** Opening Given records block **
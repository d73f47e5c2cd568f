use crate::{
    constants::{MAX_DURATION, MAX_WEIGHT},
    error::EncodingError,
    ev::{BooleanEncodedValue, DecimalEncodedValue, EncodingManager},
    graph::EdgeState,
};

use super::{Milliseconds, Weight, Weighting, travel_millis};

/// Distance in meters of accessible edges
pub struct ShortestWeighting {
    access_enc: BooleanEncodedValue,
    speed_enc: DecimalEncodedValue,
}

impl ShortestWeighting {
    pub fn new(access_enc: BooleanEncodedValue, speed_enc: DecimalEncodedValue) -> Self {
        Self {
            access_enc,
            speed_enc,
        }
    }

    pub fn for_vehicle(encoding: &EncodingManager, vehicle: &str) -> Result<Self, EncodingError> {
        Ok(Self::new(
            encoding.access_enc(vehicle)?,
            encoding.average_speed_enc(vehicle)?,
        ))
    }
}

impl Weighting for ShortestWeighting {
    fn name(&self) -> &str {
        "shortest"
    }

    fn calc_edge_weight(&self, edge: &EdgeState, reverse: bool) -> Weight {
        if !edge.get_bool(&self.access_enc, reverse) {
            return MAX_WEIGHT;
        }
        edge.distance
    }

    fn calc_edge_millis(&self, edge: &EdgeState, reverse: bool) -> Milliseconds {
        if !edge.get_bool(&self.access_enc, reverse) {
            return MAX_DURATION;
        }
        travel_millis(edge.distance, edge.get_decimal(&self.speed_enc, reverse)).unwrap_or(MAX_DURATION)
    }
}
** Closing Given records block **
Problem to solve.
Only the number is required: state how many lines of the entries hold the word "BooleanEncodedValue".

Answer to this exercise.
3